::: Data supplied :::

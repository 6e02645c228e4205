//! Slave engine.
//!
//! The slave is the device side: it accepts one master at a time, erases
//! and rewrites its memory through the injected [`Storage`] backend, serves
//! memory blocks on request, and jumps into a programmed image on EXECUTE.
//! Every accepted command and data block is acknowledged; the ACK carries
//! the acked address and the bytes still outstanding.

use promlink_proto::{BusHeader, Command, CommandFrame, DataFrame, Frame, NodeId};

use crate::{
    fault::Fault,
    io::{Execute, Storage},
    link::BusSender,
    transfer::{Transfer, TransferState},
    wire,
};

/// Device side of a programming session.
///
/// Generic over the flash backend `F` and the outbound bus capability `L`.
/// While not busy the peer is the broadcast sentinel and the first command
/// from any node is accepted; once a transfer starts, only frames from the
/// initiating master are processed until the transfer terminates.
#[derive(Debug)]
pub struct Slave<F, L> {
    own_id: NodeId,
    peer: NodeId,
    transfer: Transfer,
    flash: F,
    link: L,
    fault: Option<Fault>,
}

impl<F: Storage + Execute, L: BusSender> Slave<F, L> {
    /// Create an idle slave engine listening for any master.
    pub fn new(own_id: NodeId, link: L, flash: F) -> Self {
        Self {
            own_id,
            peer: NodeId::BROADCAST,
            transfer: Transfer::new(),
            flash,
            link,
            fault: None,
        }
    }

    /// True unless the engine is in a terminal (Idle/Error) state.
    #[must_use]
    pub fn is_busy(&self) -> bool {
        self.transfer.is_busy()
    }

    /// Current transfer state.
    #[must_use]
    pub fn state(&self) -> TransferState {
        self.transfer.state()
    }

    /// Bytes written so far in the current upload.
    #[must_use]
    pub fn offset(&self) -> u32 {
        self.transfer.offset()
    }

    /// Bytes the current transfer was armed for.
    #[must_use]
    pub fn length(&self) -> u32 {
        self.transfer.length()
    }

    /// This node's address on the bus.
    #[must_use]
    pub fn own_id(&self) -> NodeId {
        self.own_id
    }

    /// The master currently engaged, or broadcast when free.
    #[must_use]
    pub fn peer(&self) -> NodeId {
        self.peer
    }

    /// Why the last transfer failed. `None` unless in the error state.
    #[must_use]
    pub fn fault(&self) -> Option<Fault> {
        self.fault
    }

    /// The injected flash backend.
    pub fn flash(&self) -> &F {
        &self.flash
    }

    /// Mutable access to the injected flash backend.
    pub fn flash_mut(&mut self) -> &mut F {
        &mut self.flash
    }

    /// Return to idle without emitting anything, clearing any fault.
    pub fn reset(&mut self) {
        self.transfer.state = TransferState::Idle;
        self.fault = None;
    }

    /// Feed one inbound bus frame to the engine.
    ///
    /// While busy, frames from nodes other than the engaged master are
    /// discarded; otherwise the sender is latched as the peer so replies
    /// and the busy lock target it.
    pub fn handle_frame(&mut self, header: &BusHeader, payload: &[u8]) {
        if self.is_busy() && header.sender != self.peer {
            tracing::trace!(
                sender = %header.sender,
                peer = %self.peer,
                "dropping frame from non-engaged master"
            );
            return;
        }

        self.peer = header.sender;

        match Frame::parse(payload) {
            Ok(Frame::Command(cmd)) => self.on_command(cmd),
            Ok(Frame::Data(data)) => self.on_data(data),
            Err(err) => tracing::trace!(%err, "ignoring unparseable frame"),
        }
    }

    fn on_command(&mut self, cmd: &CommandFrame) {
        let Some(command) = cmd.command() else {
            tracing::trace!(raw = cmd.command_raw(), "ignoring unknown command byte");
            return;
        };

        match command {
            // A master announces a host-to-device transfer. Accepting it
            // arms the region; the ACK tells the master payload may flow.
            Command::Upload => {
                if self.transfer.state() != TransferState::Idle {
                    tracing::trace!(state = ?self.transfer.state(), "ignoring UPLOAD while not idle");
                    return;
                }

                self.transfer.arm(cmd.address(), cmd.length());
                tracing::debug!(
                    own = %self.own_id,
                    master = %self.peer,
                    addr = format_args!("{:#x}", cmd.address()),
                    len = cmd.length(),
                    "upload accepted"
                );
                self.send_ack(cmd.address());
                self.transfer.state = TransferState::Uploading;
            },

            // One block out per DOWNLOAD command; the slave keeps no state
            // between blocks, the master's next command drives the next
            // block.
            Command::Download => {
                if self.transfer.state() != TransferState::Idle {
                    tracing::trace!(state = ?self.transfer.state(), "ignoring DOWNLOAD while not idle");
                    return;
                }

                self.transfer.arm(cmd.address(), cmd.length());
                wire::send_data_block(&self.transfer, &mut self.flash, &mut self.link, self.peer);
            },

            Command::Execute => {
                if self.transfer.state() != TransferState::Idle {
                    tracing::trace!(state = ?self.transfer.state(), "ignoring EXECUTE while not idle");
                    return;
                }

                tracing::debug!(addr = format_args!("{:#x}", cmd.address()), "executing image");
                // The ACK must be on the wire before control jumps away; on
                // real hardware exec does not return.
                self.send_ack(cmd.address());
                self.flash.exec();
            },

            Command::Abort => {
                tracing::debug!(master = %self.peer, "transfer aborted by master");
                self.send_ack(cmd.address());
                self.transfer.state = TransferState::Idle;
                self.fault = None;
            },

            Command::Ack => {},
        }
    }

    fn on_data(&mut self, data: &DataFrame) {
        if self.transfer.state() != TransferState::Uploading {
            tracing::trace!(state = ?self.transfer.state(), "ignoring data block");
            return;
        }

        let expected = self.transfer.expected_addr();
        let received = data.address();

        // A block behind the cursor was already written; the original ACK
        // was lost or the bus duplicated the frame. Re-ACK, don't rewrite.
        if received < expected {
            tracing::trace!(
                received = format_args!("{received:#x}"),
                expected = format_args!("{expected:#x}"),
                "re-acknowledging duplicate block"
            );
            self.send_ack(received);
            return;
        }

        // A block ahead of the cursor means payload was lost.
        if received > expected {
            self.fail(Fault::AddressGap { expected, received });
            return;
        }

        let n = self.transfer.chunk_len();
        self.flash.write(expected, &data.payload()[..n]);
        self.transfer.advance(n as u32);

        if self.transfer.offset() >= self.transfer.length() {
            tracing::debug!(len = self.transfer.length(), "upload complete");
            self.transfer.state = TransferState::Idle;
        }

        self.send_ack(received);
    }

    /// ACK carries the acked address and the bytes still outstanding; the
    /// master currently ignores both fields but they are populated for
    /// diagnostics.
    fn send_ack(&mut self, address: u32) {
        wire::send_command(
            &mut self.link,
            self.peer,
            Command::Ack,
            address,
            self.transfer.remaining(),
        );
    }

    fn fail(&mut self, fault: Fault) {
        tracing::warn!(%fault, "transfer failed");
        self.fault = Some(fault);
        self.transfer.state = TransferState::Error;
    }
}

:::

■ Assignment
Here the output must be the lines above from the line with "pub fn own_id(&self)" to the line with "pub fn handle_frame(&mut", both included, duplicated word for word and nothing else.

■ Response to this task
    pub fn own_id(&self) -> NodeId {
        self.own_id
    }

    /// The master currently engaged, or broadcast when free.
    #[must_use]
    pub fn peer(&self) -> NodeId {
        self.peer
    }

    /// Why the last transfer failed. `None` unless in the error state.
    #[must_use]
    pub fn fault(&self) -> Option<Fault> {
        self.fault
    }

    /// The injected flash backend.
    pub fn flash(&self) -> &F {
        &self.flash
    }

    /// Mutable access to the injected flash backend.
    pub fn flash_mut(&mut self) -> &mut F {
        &mut self.flash
    }

    /// Return to idle without emitting anything, clearing any fault.
    pub fn reset(&mut self) {
        self.transfer.state = TransferState::Idle;
        self.fault = None;
    }

    /// Feed one inbound bus frame to the engine.
    ///
    /// While busy, frames from nodes other than the engaged master are
    /// discarded; otherwise the sender is latched as the peer so replies
    /// and the busy lock target it.
    pub fn handle_frame(&mut self, header: &BusHeader, payload: &[u8]) {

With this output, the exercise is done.